Five Ways to Support Your Family as a Loved One Enters Treatment
Your loved one has finally agreed to enter treatment for addiction or mental health issues. If they’re going to in-patient treatment, you’re ready to drop them off at the facility. If it’s an outpatient program, they’ve got the start date marked on the calendar. While you may be relieved that they’re taking this important step, a whole new set of worries can set in.
Going into treatment is a high-stress experience for the family and their loved one. Even when the individual has been to treatment before, there’s a lot of unpredictability about what’s ahead. Walking through the front door of the treatment center is often when people break down. Here are some tips for supporting your whole family as your loved one enters treatment.
Trust the process.
Depending on the type of treatment your loved one is going to, there may be a fairly rigid system they and you will be required to follow. This is especially true for in-patient treatment programs, which are usually very specific, for example, about what types of things patients are allowed to bring with them. Family members often want to know what a typically day will look like for their loved one, and sometimes we can provide that information, but not always.
For example, there can be blackout periods at the beginning of the program during which you and your loved one won’t be able to have contact. If your loved one is an adult, they will be able to decide how much information the treatment center can release and to whom. That means that, even if you’re paying for their treatment, the treatment center may be able to release limited or no information about your loved one to you. All this is to say that it’s important for families to surrender to whatever process the treatment center requires. That can be difficult for family members who have spent years coping with the dysfunctional situation through attempts to control.
Don’t make promises.
When a loved one enters treatment, a lot of family members want to talk about how much potential their loved one has for when he or she recovers. That can make your loved one angry because all they’re hearing is how they’re not good enough. My advice to family members is to simply be present. Acknowledge there’s a lot of scary unknowns and that they’re courageous for facing their issue. But making false promises can set them up for failure. And this goes for making promises to yourself or your family as well.
Ask for help.
A behavioral health consultancy can be invaluable for families in the vacuum left by their loved one entering treatment. Because so much of the attention and energy in the family has been consumed by that one person, it can be hard for family members to refocus once that person is temporarily out the picture. Families can actually go back into a crisis mode at that time. A behavioral health consultant can help walk family members through those moments, reassure them and help them move into a healthier response state.
Engage in self-care.
As family members turn their attention back on themselves and away from their loved one, self-care is an important focus. On that first day your loved one enters treatment, we encourage you to start practicing self-care. The best thing you can do for your loved one, your family and yourself is to go home and take care of yourself. Go for a run, be with friends, take a nap. I encourage family members to ground themselves and be present in their body. The family has been focused on thinking about the problem or constantly revisiting the story. Now is the time to shift to what your body needs. Family recovery starts with you being healthy.

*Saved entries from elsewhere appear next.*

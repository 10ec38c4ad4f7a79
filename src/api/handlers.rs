//! API handlers

use axum::{
    body::Bytes,
    extract::{Path, State},
    http::StatusCode,
    response::{IntoResponse, Response},
    Json,
};
use serde::Serialize;
use serde_json::json;

use crate::api::AppState;
use crate::types::{Song, SongId};

type ErrorBody = (StatusCode, Json<serde_json::Value>);

/// Uniform 500 response for unexpected store failures.
///
/// The underlying cause is logged server-side and never leaked to the client.
fn store_failure(message: &'static str, err: crate::Error) -> ErrorBody {
    tracing::error!(error = %err, "{message}");
    (
        StatusCode::INTERNAL_SERVER_ERROR,
        Json(json!({ "error": message })),
    )
}

/// Health check
pub async fn health() -> Json<HealthResponse> {
    Json(HealthResponse { status: "OK" })
}

#[derive(Debug, Serialize)]
pub struct HealthResponse {
    pub status: &'static str,
}

/// Count all songs in the collection
pub async fn count(State(state): State<AppState>) -> Result<Json<CountResponse>, ErrorBody> {
    let count = state
        .store
        .count()
        .await
        .map_err(|e| store_failure("Failed to count documents", e))?;

    Ok(Json(CountResponse { count }))
}

#[derive(Debug, Serialize)]
pub struct CountResponse {
    pub count: u64,
}

/// Retrieve all songs
pub async fn list_songs(
    State(state): State<AppState>,
) -> Result<Json<SongListResponse>, ErrorBody> {
    let songs = state
        .store
        .list()
        .await
        .map_err(|e| store_failure("Failed to retrieve songs", e))?;

    Ok(Json(SongListResponse { songs }))
}

#[derive(Debug, Serialize)]
pub struct SongListResponse {
    pub songs: Vec<Song>,
}

/// Retrieve a song by its id
pub async fn get_song(
    State(state): State<AppState>,
    Path(id): Path<SongId>,
) -> Result<Response, ErrorBody> {
    let song = state
        .store
        .find(id)
        .await
        .map_err(|e| store_failure("Failed to retrieve song by ID", e))?;

    match song {
        Some(song) => Ok(Json(song).into_response()),
        None => Ok((
            StatusCode::NOT_FOUND,
            Json(json!({ "message": "song with id not found" })),
        )
            .into_response()),
    }
}

/// Create a new song
///
/// The duplicate check and the insert are two separate store calls; a race
/// between concurrent creates with the same id can still produce duplicates.
/// The body is parsed by hand so that malformed payloads (invalid JSON,
/// missing or non-integer `id`) degrade to the uniform 500 response.
pub async fn create_song(
    State(state): State<AppState>,
    body: Bytes,
) -> Result<Response, ErrorBody> {
    let song: Song = serde_json::from_slice(&body)
        .map_err(|e| store_failure("Failed to create song", e.into()))?;

    let existing = state
        .store
        .find(song.id)
        .await
        .map_err(|e| store_failure("Failed to create song", e))?;

    if existing.is_some() {
        // Existing clients depend on the 302 status and the capitalized
        // "Message" key; do not normalize either.
        return Ok((
            StatusCode::FOUND,
            Json(json!({
                "Message": format!("song with id {} already present", song.id)
            })),
        )
            .into_response());
    }

    let inserted_id = state
        .store
        .insert(song)
        .await
        .map_err(|e| store_failure("Failed to create song", e))?;

    Ok((
        StatusCode::CREATED,
        Json(CreateSongResponse { inserted_id }),
    )
        .into_response())
}

#[derive(Debug, Serialize)]
pub struct CreateSongResponse {
    #[serde(rename = "inserted id")]
    pub inserted_id: String,
}

/// Delete a song by its id
pub async fn delete_song(
    State(state): State<AppState>,
    Path(id): Path<SongId>,
) -> Result<Response, ErrorBody> {
    let deleted = state
        .store
        .delete(id)
        .await
        .map_err(|e| store_failure("Failed to delete song", e))?;

    if deleted {
        Ok(StatusCode::NO_CONTENT.into_response())
    } else {
        Ok((
            StatusCode::NOT_FOUND,
            Json(json!({ "message": "song not found" })),
        )
            .into_response())
    }
}
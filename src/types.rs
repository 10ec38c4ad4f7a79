//! Core types for the song catalog

use serde::{Deserialize, Serialize};
use serde_json::{Map, Value};

/// Application-level song identifier, distinct from the store's internal id
pub type SongId = i64;

/// A song document: one required integer `id` plus arbitrary fields.
///
/// The collection is schema-less; everything besides `id` passes through
/// unvalidated. Documents read back from a store may additionally carry the
/// store's own identifier (e.g. `_id`) among the flattened fields.
#[derive(Debug, Clone, Serialize, Deserialize, PartialEq)]
pub struct Song {
    pub id: SongId,
    #[serde(flatten)]
    pub fields: Map<String, Value>,
}
//! HTTP API server

use axum::{routing::get, Router};
use tower::ServiceBuilder;
use tower_http::cors::{Any, CorsLayer};
use tower_http::trace::TraceLayer;

pub mod handlers;
pub mod state;

pub use state::AppState;

/// Build the API router using the provided application state
pub fn create_router(state: AppState) -> Router {
    let cors = CorsLayer::new()
        .allow_origin(Any)
        .allow_methods(Any)
        .allow_headers(Any);

    Router::new()
        .route("/health", get(handlers::health))
        .route("/count", get(handlers::count))
        .route(
            "/song",
            get(handlers::list_songs).post(handlers::create_song),
        )
        .route(
            "/song/:id",
            get(handlers::get_song).delete(handlers::delete_song),
        )
        .layer(
            ServiceBuilder::new()
                .layer(TraceLayer::new_for_http())
                .layer(cors),
        )
        .with_state(state)
}
//! Document store abstraction layer
//!
//! Provides a unified interface over MongoDB and an in-memory backend

use async_trait::async_trait;

use crate::types::{Song, SongId};
use crate::Result;

pub mod memory;
pub mod mongo;

/// Song store trait
///
/// Uniqueness of `id` is advisory: none of these operations enforce it.
/// The duplicate check on create is a separate `find` performed by the
/// caller, so concurrent creates can still race.
#[async_trait]
pub trait SongStore: Send + Sync {
    /// Count all documents in the collection
    async fn count(&self) -> Result<u64>;

    /// Fetch all documents
    async fn list(&self) -> Result<Vec<Song>>;

    /// Fetch the first document matching `id`
    async fn find(&self, id: SongId) -> Result<Option<Song>>;

    /// Insert a document, returning the store-assigned identifier as a string
    async fn insert(&self, song: Song) -> Result<String>;

    /// Delete the first document matching `id`; returns whether one was removed
    async fn delete(&self, id: SongId) -> Result<bool>;

    /// Drop the whole collection and repopulate it with `songs`
    async fn replace_all(&self, songs: Vec<Song>) -> Result<usize>;
}

/// Store configuration
#[derive(Debug, Clone)]
pub enum StoreConfig {
    Mongo {
        uri: String,
        database: String,
        collection: String,
    },
    Memory,
}

/// Create a store backend from config
pub async fn create_store(config: StoreConfig) -> Result<Box<dyn SongStore>> {
    match config {
        StoreConfig::Mongo {
            uri,
            database,
            collection,
        } => {
            let backend = mongo::MongoStore::connect(&uri, &database, &collection).await?;
            Ok(Box::new(backend))
        }
        StoreConfig::Memory => Ok(Box::new(memory::MemoryStore::new())),
    }
}
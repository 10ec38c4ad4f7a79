//! Song Catalog - a minimal HTTP CRUD service over a document store
//!
//! The service exposes a single song collection:
//! - Health and count probes
//! - List, fetch-by-id, create, delete-by-id over JSON
//! - MongoDB-backed persistence with an in-memory backend for tests
//! - Simple HTTP API

pub mod api;
pub mod config;
pub mod error;
pub mod seed;
pub mod store;
pub mod types;

pub use error::{Error, Result};
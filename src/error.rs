//! Error types for the song catalog

use thiserror::Error;

pub type Result<T> = std::result::Result<T, Error>;

#[derive(Error, Debug)]
pub enum Error {
    #[error("Store error: {0}")]
    Store(String),

    #[error("Invalid document: {0}")]
    InvalidDocument(String),

    #[error("MongoDB error: {0}")]
    Mongo(#[from] mongodb::error::Error),

    #[error("BSON encoding error: {0}")]
    BsonEncode(#[from] mongodb::bson::ser::Error),

    #[error("Serialization error: {0}")]
    Serialization(#[from] serde_json::Error),

    #[error("IO error: {0}")]
    Io(#[from] std::io::Error),
}

impl Error {
    pub fn store(msg: impl Into<String>) -> Self {
        Error::Store(msg.into())
    }

    pub fn invalid_document(msg: impl Into<String>) -> Self {
        Error::InvalidDocument(msg.into())
    }
}
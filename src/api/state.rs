//! API server state

use std::sync::Arc;

use crate::store::SongStore;

/// API server state
///
/// The store handle is constructed once at startup and shared by every
/// request for the process lifetime.
#[derive(Clone)]
pub struct AppState {
    /// Shared document store handle
    pub store: Arc<dyn SongStore>,
}

impl AppState {
    pub fn new(store: Arc<dyn SongStore>) -> Self {
        Self { store }
    }
}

Acknowledge there’s still work to do.
It’s important to realize that it’s not getting someone off to treatment that makes everything better. That may be an immediate concern. But families need education and support to understand the relief they feel isn’t the solution. Continuous forward movement is the solution. And that holds true for family members as well as their loved one. There can be resistance to family members facing their own issues around the situation. People sometimes feel like this is their loved one’s problem, not their problem. I can say that 100 percent of the time that’s not the case.
When we start to look at the patterns of behavior in the family, we see that everyone is engaging in behaviors that are keeping the issues alive. The family needs to engage in creating a wholly new way of being. They need to learn tools for supporting wellness, healthy relationships and healthy boundaries for themselves and others.